The girls agreed that that would be a good time, and Mrs. Hancock went home laden with materials for James's pasting operations and bearing the pleasant news of the coming of the Club to meet with him.
Long before the hour at which they were expected James rolled himself to the window to wait for their coming. Now that the leaves were off the trees he could just see the car stop at the end of the street and he watched eagerly for the flock of young people to run toward the house. It seemed an interminable wait, yet the car on which they had promised to come was not a minute late when at last it halted and its eager passengers stepped off. James could see the Ethels leading the procession, waving their hands toward the window at which they knew he must be, although they could not see him until they came much nearer.
Dorothy followed them not far behind, and Roger and Helen brought up the rear. Every one of them was laden with parcels of the strangest shapes.
"I know the conductor thought we were Santa Claus's own children," laughed Ethel Blue as they all shook hands with the invalid and inquired after his leg.
"We've come up to have a pasting bee," said Helen, "and we all have ideas for you to carry out."
"So have we," cried a new voice at the door, and Della and Tom came in, also laden with parcels and also bubbling with pleasure at seeing James so well again.
"We shall need quantities of smallish presents that you can manage here at your table just splendidly," explained Ethel Brown.
"And dozens of wrappings of various kinds that you can make, too."
"Great and glorious," beamed James. "'Lay on, Macduff.' I'll absorb every piece of information you give me, like a wet sponge."
"Let's do things in shipshape fashion," directed Roger. "What do you say to boxes first? We'll lay out here our patterns, and materials."
"Let's make one apiece of everything," cried Dorothy, "and leave them all for James to copy."
"And we can open the other bundles afterwards," said Della, "then those materials won't get mixed up with the box materials."
"Save the papers and strings," advised Ethel Brown. "We're going to need a fearful amount of both when wrapping time comes."
"The secretary has had a letter from Mademoiselle," Helen informed the invalid.
"Where from?" James was aflame with interest.
"She's in Belgium; you know she said she was going to try to be sent there. She doesn't mention the name of the town, but she's near enough to the front for wounded to be brought in from the field."
"And she can hear the artillery booming all the time," contributed Ethel Blue.

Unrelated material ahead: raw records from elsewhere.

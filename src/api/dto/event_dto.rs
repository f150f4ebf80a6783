//! Settlement event and calculation DTOs.

use chrono::{DateTime, Utc};
use serde::{Deserialize, Serialize};
use utoipa::ToSchema;
use uuid::Uuid;

use crate::domain::{
    Allocation, BalanceCheck, CreatorBreakdown, CreatorId, EventId, GrowthBreakdown,
    NewSettlementEvent, PoolSplit, RemixShare, ReversalRatio, SettlementEvent,
};
use crate::service::IngestOutcome;

/// Request body for `POST /events` and `POST /calculate`.
///
/// All amounts are integers in minor currency units. Reversal requests
/// (`REFUND`, `CHARGEBACK`, `FEE_ADJUSTED`) must set `original_event_id`
/// and quote the original payment's `gross_amount`.
#[derive(Debug, Clone, Deserialize, ToSchema)]
pub struct CreateEventRequest {
    /// Event type: `"PAYMENT"`, `"REFUND"`, `"CHARGEBACK"`, or
    /// `"FEE_ADJUSTED"`.
    pub event_type: String,
    /// Gross transaction amount in minor units (must be > 0).
    pub gross_amount: i64,
    /// Coupon discount in minor units (`0 <= coupon <= gross`).
    #[serde(default)]
    pub coupon_amount: i64,
    /// Upstream creators of remixed content, outermost first.
    #[serde(default)]
    pub remix_chain: Vec<String>,
    /// Referrer credited with this sale.
    #[serde(default)]
    pub referrer_id: Option<String>,
    /// Creator of the root (original) artifact.
    #[serde(default)]
    pub creator_root_id: Option<String>,
    /// Template the sold artifact was built from.
    #[serde(default)]
    pub template_id: Option<String>,
    /// The sold artifact.
    #[serde(default)]
    pub artifact_id: Option<String>,
    /// Buyer account, if known.
    #[serde(default)]
    pub buyer_user_id: Option<String>,
    /// The PAYMENT being reversed. Required for reversal types.
    #[serde(default)]
    pub original_event_id: Option<Uuid>,
    /// Partial reversal amount in minor units. Omit to reverse the full
    /// original paid amount.
    #[serde(default)]
    pub reversal_amount: Option<i64>,
    /// Caller-supplied key for at-most-once PAYMENT ingestion under retry.
    #[serde(default)]
    pub idempotency_key: Option<String>,
    /// When the event occurred (ISO-8601). Defaults to ingestion time.
    #[serde(default)]
    pub occurred_at: Option<DateTime<Utc>>,
}

impl From<CreateEventRequest> for NewSettlementEvent {
    fn from(req: CreateEventRequest) -> Self {
        Self {
            event_type: req.event_type,
            gross_amount: req.gross_amount,
            coupon_amount: req.coupon_amount,
            remix_chain: req.remix_chain.into_iter().map(CreatorId::from).collect(),
            referrer_id: req.referrer_id.map(CreatorId::from),
            creator_root_id: req.creator_root_id.map(CreatorId::from),
            template_id: req.template_id,
            artifact_id: req.artifact_id,
            buyer_user_id: req.buyer_user_id,
            original_event_id: req.original_event_id.map(EventId::from_uuid),
            reversal_amount: req.reversal_amount,
            idempotency_key: req.idempotency_key,
            occurred_at: req.occurred_at,
        }
    }
}

/// Top-level pool split figures.
#[derive(Debug, Serialize, ToSchema)]
pub struct PoolSplitDto {
    /// Platform take after remainder absorption.
    pub platform_actual: i64,
    /// Creator pool total.
    pub creator: i64,
    /// Growth pool total.
    pub growth: i64,
    /// Risk reserve movement.
    pub risk: i64,
}

impl From<PoolSplit> for PoolSplitDto {
    fn from(pools: PoolSplit) -> Self {
        Self {
            platform_actual: pools.platform_actual,
            creator: pools.creator,
            growth: pools.growth,
            risk: pools.risk,
        }
    }
}

/// Exact-conservation validation result.
#[derive(Debug, Serialize, ToSchema)]
pub struct BalanceCheckDto {
    /// `net_cash - (platform_actual + creator + growth + risk)`; always 0
    /// for a persisted event.
    pub balance_diff: i64,
    /// True iff the allocation balanced exactly.
    pub balance_check: bool,
}

impl From<BalanceCheck> for BalanceCheckDto {
    fn from(validation: BalanceCheck) -> Self {
        Self {
            balance_diff: validation.balance_diff,
            balance_check: validation.balance_check,
        }
    }
}

/// One remix creator's slice of the remix sub-pool.
#[derive(Debug, Serialize, ToSchema)]
pub struct RemixShareDto {
    /// The upstream creator receiving this slice.
    pub creator_id: String,
    /// Position in the remix chain, 1-based.
    pub depth: i16,
    /// Slice amount in minor units.
    pub amount: i64,
}

impl From<&RemixShare> for RemixShareDto {
    fn from(share: &RemixShare) -> Self {
        Self {
            creator_id: share.creator_id.to_string(),
            depth: share.depth,
            amount: share.amount,
        }
    }
}

/// Breakdown of the creator pool.
#[derive(Debug, Serialize, ToSchema)]
pub struct CreatorBreakdownDto {
    /// Original creator's slice.
    pub original: i64,
    /// Total set aside for the remix chain.
    pub remix_total: i64,
    /// Per-creator remix slices.
    pub remix_shares: Vec<RemixShareDto>,
    /// Curation slice.
    pub curation: i64,
}

impl From<&CreatorBreakdown> for CreatorBreakdownDto {
    fn from(breakdown: &CreatorBreakdown) -> Self {
        Self {
            original: breakdown.original,
            remix_total: breakdown.remix_total,
            remix_shares: breakdown.remix_shares.iter().map(RemixShareDto::from).collect(),
            curation: breakdown.curation,
        }
    }
}

/// Breakdown of the growth pool.
#[derive(Debug, Serialize, ToSchema)]
pub struct GrowthBreakdownDto {
    /// Referrer credited, if any.
    pub referrer_id: Option<String>,
    /// Referrer slice in minor units.
    pub referrer: i64,
    /// Campaign slice.
    pub campaign: i64,
    /// Unattributed reserve slice.
    pub reserve: i64,
}

impl From<&GrowthBreakdown> for GrowthBreakdownDto {
    fn from(breakdown: &GrowthBreakdown) -> Self {
        Self {
            referrer_id: breakdown.referrer_id.as_ref().map(ToString::to_string),
            referrer: breakdown.referrer,
            campaign: breakdown.campaign,
            reserve: breakdown.reserve,
        }
    }
}

/// The reversal ratio applied to a scaled allocation.
#[derive(Debug, Serialize, ToSchema)]
pub struct ReversalRatioDto {
    /// Effective reversed amount in minor units.
    pub reversed_amount: i64,
    /// The original payment's paid amount.
    pub original_paid: i64,
}

impl From<ReversalRatio> for ReversalRatioDto {
    fn from(ratio: ReversalRatio) -> Self {
        Self {
            reversed_amount: ratio.reversed_amount,
            original_paid: ratio.original_paid,
        }
    }
}

/// Complete allocation, as returned by `POST /calculate`.
#[derive(Debug, Serialize, ToSchema)]
pub struct AllocationDto {
    /// Gross amount the allocation was computed from.
    pub gross_amount: i64,
    /// Coupon amount the allocation was computed from.
    pub coupon_amount: i64,
    /// `gross - coupon`; scaled and negated on reversals.
    pub paid_amount: i64,
    /// Payment-processor fee.
    pub pg_fee: i64,
    /// `paid - fee`.
    pub net_cash: i64,
    /// Pool-split base (`gross - fee`).
    pub anchor_amount: i64,
    /// Top-level pool split.
    pub pools: PoolSplitDto,
    /// Creator pool breakdown.
    pub creator_breakdown: CreatorBreakdownDto,
    /// Growth pool breakdown.
    pub growth_breakdown: GrowthBreakdownDto,
    /// Exact-conservation validation result.
    pub validation: BalanceCheckDto,
    /// Present on reversal calculations: the applied scaling ratio.
    pub reversal: Option<ReversalRatioDto>,
}

impl From<&Allocation> for AllocationDto {
    fn from(allocation: &Allocation) -> Self {
        Self {
            gross_amount: allocation.gross_amount,
            coupon_amount: allocation.coupon_amount,
            paid_amount: allocation.paid_amount,
            pg_fee: allocation.pg_fee,
            net_cash: allocation.net_cash,
            anchor_amount: allocation.anchor_amount,
            pools: PoolSplitDto::from(allocation.pools),
            creator_breakdown: CreatorBreakdownDto::from(&allocation.creator_breakdown),
            growth_breakdown: GrowthBreakdownDto::from(&allocation.growth_breakdown),
            validation: BalanceCheckDto::from(allocation.validation),
            reversal: allocation.reversal.map(ReversalRatioDto::from),
        }
    }
}

/// Calculation summary embedded in the create-event response.
#[derive(Debug, Serialize, ToSchema)]
pub struct CalculationSummaryDto {
    /// Gross amount the event was settled from.
    pub gross_amount: i64,
    /// Amount the buyer actually paid.
    pub paid_amount: i64,
    /// Cash actually received.
    pub net_cash: i64,
    /// Top-level pool split.
    pub pools: PoolSplitDto,
    /// Exact-conservation validation result.
    pub validation: BalanceCheckDto,
}

/// Response body for `POST /events` (201 Created).
#[derive(Debug, Serialize, ToSchema)]
pub struct CreateEventResponse {
    /// The recorded (or replayed) event's identifier.
    pub event_id: Uuid,
    /// Event type echoed from the request.
    pub event_type: String,
    /// True when an idempotency key matched a previously recorded event
    /// and nothing new was persisted.
    pub replayed: bool,
    /// Calculation summary for the event.
    pub calculation: CalculationSummaryDto,
}

impl From<&IngestOutcome> for CreateEventResponse {
    fn from(outcome: &IngestOutcome) -> Self {
        Self {
            event_id: Uuid::from(outcome.event.event_id),
            event_type: outcome.event.event_type.to_string(),
            replayed: outcome.replayed,
            calculation: CalculationSummaryDto {
                gross_amount: outcome.allocation.gross_amount,
                paid_amount: outcome.allocation.paid_amount,
                net_cash: outcome.allocation.net_cash,
                pools: PoolSplitDto::from(outcome.allocation.pools),
                validation: BalanceCheckDto::from(outcome.allocation.validation),
            },
        }
    }
}

/// Stored settlement event for `GET /events/{id}`.
#[derive(Debug, Serialize, ToSchema)]
pub struct EventResponse {
    /// Unique event identifier.
    pub event_id: Uuid,
    /// Event type wire name.
    pub event_type: String,
    /// Gross transaction amount in minor units.
    pub gross_amount: i64,
    /// Coupon discount in minor units.
    pub coupon_amount: i64,
    /// Amount the buyer actually paid; negative for reversals.
    pub paid_amount: i64,
    /// Payment-processor fee; negative for reversals.
    pub pg_fee: i64,
    /// Cash actually received; negative for reversals.
    pub net_cash: i64,
    /// Pool-split base; negative for reversals.
    pub anchor_amount: i64,
    /// Remix chain as used by the calculation.
    pub remix_chain: Vec<String>,
    /// Referrer credited with the sale, if any.
    pub referrer_id: Option<String>,
    /// Creator of the root artifact.
    pub creator_root_id: Option<String>,
    /// Template linkage.
    pub template_id: Option<String>,
    /// Artifact linkage.
    pub artifact_id: Option<String>,
    /// Buyer linkage.
    pub buyer_user_id: Option<String>,
    /// The PAYMENT this event reverses, for reversal types.
    pub original_event_id: Option<Uuid>,
    /// Effective reversed amount in minor units, for reversal types.
    pub reversal_amount: Option<i64>,
    /// Idempotency key the event was recorded under, if any.
    pub idempotency_key: Option<String>,
    /// When the event occurred.
    pub occurred_at: DateTime<Utc>,
    /// When the engine recorded the event.
    pub created_at: DateTime<Utc>,
}

impl From<SettlementEvent> for EventResponse {
    fn from(event: SettlementEvent) -> Self {
        Self {
            event_id: Uuid::from(event.event_id),
            event_type: event.event_type.to_string(),
            gross_amount: event.gross_amount,
            coupon_amount: event.coupon_amount,
            paid_amount: event.paid_amount,
            pg_fee: event.pg_fee,
            net_cash: event.net_cash,
            anchor_amount: event.anchor_amount,
            remix_chain: event.remix_chain.into_iter().map(String::from).collect(),
            referrer_id: event.referrer_id.map(String::from),
            creator_root_id: event.creator_root_id.map(String::from),
            template_id: event.template_id,
            artifact_id: event.artifact_id,
            buyer_user_id: event.buyer_user_id,
            original_event_id: event.original_event_id.map(Uuid::from),
            reversal_amount: event.reversal_amount,
            idempotency_key: event.idempotency_key,
            occurred_at: event.occurred_at,
            created_at: event.created_at,
        }
    }
}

"And one day she went out right on to the firing line to give first aid."
"Think of that! Our little teacher!"
"She wasn't given those black eyes for nothing! She's game right through!" laughed Helen.
PASTING
"SOME of these ideas will be more appropriate for Christmas gifts here in America than for our war orphans, it seems to me," said Helen, "but we may as well make a lot of everything because we'll be doing some Christmas work as a club and nothing will be lost."
"Tell me what they are and I can do them last," said James.
"And we can put them on a shelf in the club attic as models," suggested Dorothy.
"Here's an example," said Helen, taking up a pasteboard cylinder. "This is a mailing tube—you know those mailing tubes that you can buy all made, of different sizes. We've brought down a lot of them to-day. Take this fat one, for instance, and cut it off about three inches down. Then cover it with chintz or cretonne or flowered paper or holly paper."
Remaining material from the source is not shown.